> _Collected data_:
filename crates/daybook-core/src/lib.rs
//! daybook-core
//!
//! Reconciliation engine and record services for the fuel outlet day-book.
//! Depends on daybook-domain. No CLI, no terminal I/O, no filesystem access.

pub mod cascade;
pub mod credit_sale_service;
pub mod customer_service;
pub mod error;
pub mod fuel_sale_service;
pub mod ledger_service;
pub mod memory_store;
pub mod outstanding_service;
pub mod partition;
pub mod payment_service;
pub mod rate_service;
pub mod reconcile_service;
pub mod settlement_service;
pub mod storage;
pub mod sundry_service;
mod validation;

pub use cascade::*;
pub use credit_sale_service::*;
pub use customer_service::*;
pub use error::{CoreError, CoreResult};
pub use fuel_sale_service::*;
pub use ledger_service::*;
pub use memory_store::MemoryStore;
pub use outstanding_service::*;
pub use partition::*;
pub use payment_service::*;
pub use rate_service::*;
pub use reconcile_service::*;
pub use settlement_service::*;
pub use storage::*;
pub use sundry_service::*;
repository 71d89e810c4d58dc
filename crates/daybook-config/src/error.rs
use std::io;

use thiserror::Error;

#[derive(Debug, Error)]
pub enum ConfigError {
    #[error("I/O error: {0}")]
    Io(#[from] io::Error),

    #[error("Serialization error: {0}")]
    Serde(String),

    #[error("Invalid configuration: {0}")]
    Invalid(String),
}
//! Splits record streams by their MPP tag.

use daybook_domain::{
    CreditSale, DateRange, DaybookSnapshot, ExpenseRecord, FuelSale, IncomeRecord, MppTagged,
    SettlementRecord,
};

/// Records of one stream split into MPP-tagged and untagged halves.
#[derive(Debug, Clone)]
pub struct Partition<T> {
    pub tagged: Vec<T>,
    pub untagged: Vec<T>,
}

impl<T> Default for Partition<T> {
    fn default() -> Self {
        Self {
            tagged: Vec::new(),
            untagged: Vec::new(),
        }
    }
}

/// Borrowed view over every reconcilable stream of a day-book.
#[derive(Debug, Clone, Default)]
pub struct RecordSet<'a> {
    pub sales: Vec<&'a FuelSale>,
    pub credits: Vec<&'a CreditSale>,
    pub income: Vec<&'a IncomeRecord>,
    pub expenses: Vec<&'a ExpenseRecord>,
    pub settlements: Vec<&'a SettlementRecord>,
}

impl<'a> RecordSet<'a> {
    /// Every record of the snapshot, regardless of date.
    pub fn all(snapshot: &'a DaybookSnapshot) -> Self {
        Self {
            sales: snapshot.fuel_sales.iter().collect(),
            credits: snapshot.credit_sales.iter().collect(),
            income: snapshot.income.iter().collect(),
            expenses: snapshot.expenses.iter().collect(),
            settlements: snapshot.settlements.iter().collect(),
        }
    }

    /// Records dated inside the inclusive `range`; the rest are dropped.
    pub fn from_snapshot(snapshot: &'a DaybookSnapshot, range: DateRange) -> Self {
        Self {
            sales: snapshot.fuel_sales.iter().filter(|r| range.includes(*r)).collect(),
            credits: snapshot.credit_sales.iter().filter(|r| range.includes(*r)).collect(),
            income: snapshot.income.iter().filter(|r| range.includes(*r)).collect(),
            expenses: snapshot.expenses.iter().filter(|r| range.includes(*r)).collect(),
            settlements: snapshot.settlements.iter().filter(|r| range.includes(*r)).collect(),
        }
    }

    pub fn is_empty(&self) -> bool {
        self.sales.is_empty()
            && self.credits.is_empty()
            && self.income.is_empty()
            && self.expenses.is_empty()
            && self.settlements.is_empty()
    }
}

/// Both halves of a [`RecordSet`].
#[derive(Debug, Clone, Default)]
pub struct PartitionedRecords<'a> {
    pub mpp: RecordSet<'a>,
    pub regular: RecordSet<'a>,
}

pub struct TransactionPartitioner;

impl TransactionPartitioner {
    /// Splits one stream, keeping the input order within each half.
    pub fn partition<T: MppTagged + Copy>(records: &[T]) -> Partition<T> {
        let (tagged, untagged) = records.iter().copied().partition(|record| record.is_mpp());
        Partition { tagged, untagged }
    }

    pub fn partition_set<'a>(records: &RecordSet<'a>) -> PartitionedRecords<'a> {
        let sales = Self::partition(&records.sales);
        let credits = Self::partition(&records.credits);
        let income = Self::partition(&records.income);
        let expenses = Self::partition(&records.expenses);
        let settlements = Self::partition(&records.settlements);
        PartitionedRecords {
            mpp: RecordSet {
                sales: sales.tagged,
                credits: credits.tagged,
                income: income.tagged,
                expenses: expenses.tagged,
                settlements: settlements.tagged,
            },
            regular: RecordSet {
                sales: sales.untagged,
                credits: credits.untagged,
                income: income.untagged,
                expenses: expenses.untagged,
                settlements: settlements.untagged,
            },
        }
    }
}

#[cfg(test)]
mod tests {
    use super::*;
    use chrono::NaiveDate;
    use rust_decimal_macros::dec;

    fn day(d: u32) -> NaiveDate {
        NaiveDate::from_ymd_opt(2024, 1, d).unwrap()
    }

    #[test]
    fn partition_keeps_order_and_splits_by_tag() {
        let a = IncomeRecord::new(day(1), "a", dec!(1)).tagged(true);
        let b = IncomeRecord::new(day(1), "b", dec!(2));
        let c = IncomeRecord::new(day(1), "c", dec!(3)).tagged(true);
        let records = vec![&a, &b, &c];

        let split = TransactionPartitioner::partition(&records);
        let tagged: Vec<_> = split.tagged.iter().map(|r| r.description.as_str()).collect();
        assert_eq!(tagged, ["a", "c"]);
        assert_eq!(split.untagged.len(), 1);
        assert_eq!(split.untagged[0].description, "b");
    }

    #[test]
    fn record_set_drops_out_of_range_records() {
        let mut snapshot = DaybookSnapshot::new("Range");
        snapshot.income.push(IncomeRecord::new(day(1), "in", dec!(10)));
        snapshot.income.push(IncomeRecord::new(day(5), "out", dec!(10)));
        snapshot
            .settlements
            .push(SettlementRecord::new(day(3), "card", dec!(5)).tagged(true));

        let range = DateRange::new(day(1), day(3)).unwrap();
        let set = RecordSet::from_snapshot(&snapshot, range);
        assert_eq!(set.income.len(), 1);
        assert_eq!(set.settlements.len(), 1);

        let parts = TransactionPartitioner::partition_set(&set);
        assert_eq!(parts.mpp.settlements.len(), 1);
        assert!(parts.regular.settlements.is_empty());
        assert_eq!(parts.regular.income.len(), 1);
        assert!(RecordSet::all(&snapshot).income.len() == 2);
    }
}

* * *

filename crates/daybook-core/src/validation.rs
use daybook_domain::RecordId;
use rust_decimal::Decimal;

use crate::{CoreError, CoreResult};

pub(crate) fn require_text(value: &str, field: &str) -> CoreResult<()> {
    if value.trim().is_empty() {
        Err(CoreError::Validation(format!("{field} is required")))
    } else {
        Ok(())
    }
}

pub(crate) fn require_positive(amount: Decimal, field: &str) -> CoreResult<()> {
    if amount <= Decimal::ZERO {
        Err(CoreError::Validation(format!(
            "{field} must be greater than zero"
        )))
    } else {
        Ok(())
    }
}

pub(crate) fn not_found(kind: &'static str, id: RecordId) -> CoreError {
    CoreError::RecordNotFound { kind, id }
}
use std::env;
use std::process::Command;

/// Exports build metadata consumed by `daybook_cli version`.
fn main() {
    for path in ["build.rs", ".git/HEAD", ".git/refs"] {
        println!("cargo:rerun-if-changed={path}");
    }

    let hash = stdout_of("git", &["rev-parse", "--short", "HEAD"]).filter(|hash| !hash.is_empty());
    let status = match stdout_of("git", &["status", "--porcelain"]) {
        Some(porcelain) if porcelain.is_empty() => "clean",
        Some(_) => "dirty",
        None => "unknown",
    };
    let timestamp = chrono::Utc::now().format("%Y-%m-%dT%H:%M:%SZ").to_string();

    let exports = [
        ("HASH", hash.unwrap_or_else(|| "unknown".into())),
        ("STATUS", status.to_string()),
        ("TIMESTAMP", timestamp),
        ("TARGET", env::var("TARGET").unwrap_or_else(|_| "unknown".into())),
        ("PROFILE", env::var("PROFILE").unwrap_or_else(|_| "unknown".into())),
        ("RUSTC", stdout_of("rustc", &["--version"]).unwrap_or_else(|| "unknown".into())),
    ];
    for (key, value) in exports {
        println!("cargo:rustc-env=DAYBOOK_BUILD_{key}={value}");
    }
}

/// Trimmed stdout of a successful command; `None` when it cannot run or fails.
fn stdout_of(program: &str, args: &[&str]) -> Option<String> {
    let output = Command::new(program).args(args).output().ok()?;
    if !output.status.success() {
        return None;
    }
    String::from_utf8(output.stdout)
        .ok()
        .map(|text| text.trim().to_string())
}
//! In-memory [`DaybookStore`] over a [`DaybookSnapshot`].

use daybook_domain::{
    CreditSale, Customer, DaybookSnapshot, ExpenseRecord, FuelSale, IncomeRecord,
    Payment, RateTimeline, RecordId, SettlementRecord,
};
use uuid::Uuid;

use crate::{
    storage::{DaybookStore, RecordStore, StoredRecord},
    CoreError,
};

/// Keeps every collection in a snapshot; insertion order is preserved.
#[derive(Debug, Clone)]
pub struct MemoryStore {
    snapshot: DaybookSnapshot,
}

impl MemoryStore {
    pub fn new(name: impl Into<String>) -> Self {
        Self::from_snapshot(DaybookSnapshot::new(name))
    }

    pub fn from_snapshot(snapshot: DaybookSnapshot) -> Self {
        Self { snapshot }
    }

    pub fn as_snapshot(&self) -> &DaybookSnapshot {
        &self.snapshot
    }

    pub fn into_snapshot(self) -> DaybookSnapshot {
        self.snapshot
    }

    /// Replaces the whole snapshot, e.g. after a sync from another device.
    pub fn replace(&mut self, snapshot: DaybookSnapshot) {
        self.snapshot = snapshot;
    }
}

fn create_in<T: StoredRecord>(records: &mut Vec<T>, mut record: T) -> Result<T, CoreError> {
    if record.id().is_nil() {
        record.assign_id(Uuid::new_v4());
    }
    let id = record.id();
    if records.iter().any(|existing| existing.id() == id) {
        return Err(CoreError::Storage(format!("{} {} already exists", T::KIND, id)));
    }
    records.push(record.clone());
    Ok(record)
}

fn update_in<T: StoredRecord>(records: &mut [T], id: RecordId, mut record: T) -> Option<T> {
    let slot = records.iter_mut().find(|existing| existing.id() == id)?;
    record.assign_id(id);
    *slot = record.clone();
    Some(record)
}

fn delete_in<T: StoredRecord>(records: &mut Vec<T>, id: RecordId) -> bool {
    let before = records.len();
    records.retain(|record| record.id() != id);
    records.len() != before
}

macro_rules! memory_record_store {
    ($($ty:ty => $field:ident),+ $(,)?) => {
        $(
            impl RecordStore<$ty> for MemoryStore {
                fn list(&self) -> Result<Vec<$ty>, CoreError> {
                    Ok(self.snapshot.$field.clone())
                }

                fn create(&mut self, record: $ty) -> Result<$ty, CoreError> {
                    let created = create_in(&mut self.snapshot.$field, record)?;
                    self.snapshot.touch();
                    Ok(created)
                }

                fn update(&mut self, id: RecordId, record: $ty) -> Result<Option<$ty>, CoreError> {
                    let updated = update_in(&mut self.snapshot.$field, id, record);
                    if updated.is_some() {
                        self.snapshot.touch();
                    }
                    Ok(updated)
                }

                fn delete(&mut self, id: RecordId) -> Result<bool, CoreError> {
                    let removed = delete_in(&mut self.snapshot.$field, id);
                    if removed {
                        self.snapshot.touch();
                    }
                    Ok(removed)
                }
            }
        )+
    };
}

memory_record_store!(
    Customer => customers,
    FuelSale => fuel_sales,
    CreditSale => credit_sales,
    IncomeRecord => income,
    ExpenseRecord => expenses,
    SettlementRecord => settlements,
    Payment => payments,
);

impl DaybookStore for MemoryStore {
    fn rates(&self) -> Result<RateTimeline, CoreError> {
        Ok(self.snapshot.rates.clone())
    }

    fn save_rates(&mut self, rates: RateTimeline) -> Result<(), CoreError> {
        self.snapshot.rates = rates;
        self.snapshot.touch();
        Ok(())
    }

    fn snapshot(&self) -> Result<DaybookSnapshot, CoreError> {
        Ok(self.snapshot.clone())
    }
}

> _Task to carry out_: Check the lines above and copy each one that includes "amount".

> _Task output_:
pub(crate) fn require_positive(amount: Decimal, field: &str) -> CoreResult<()> {
    if amount <= Decimal::ZERO {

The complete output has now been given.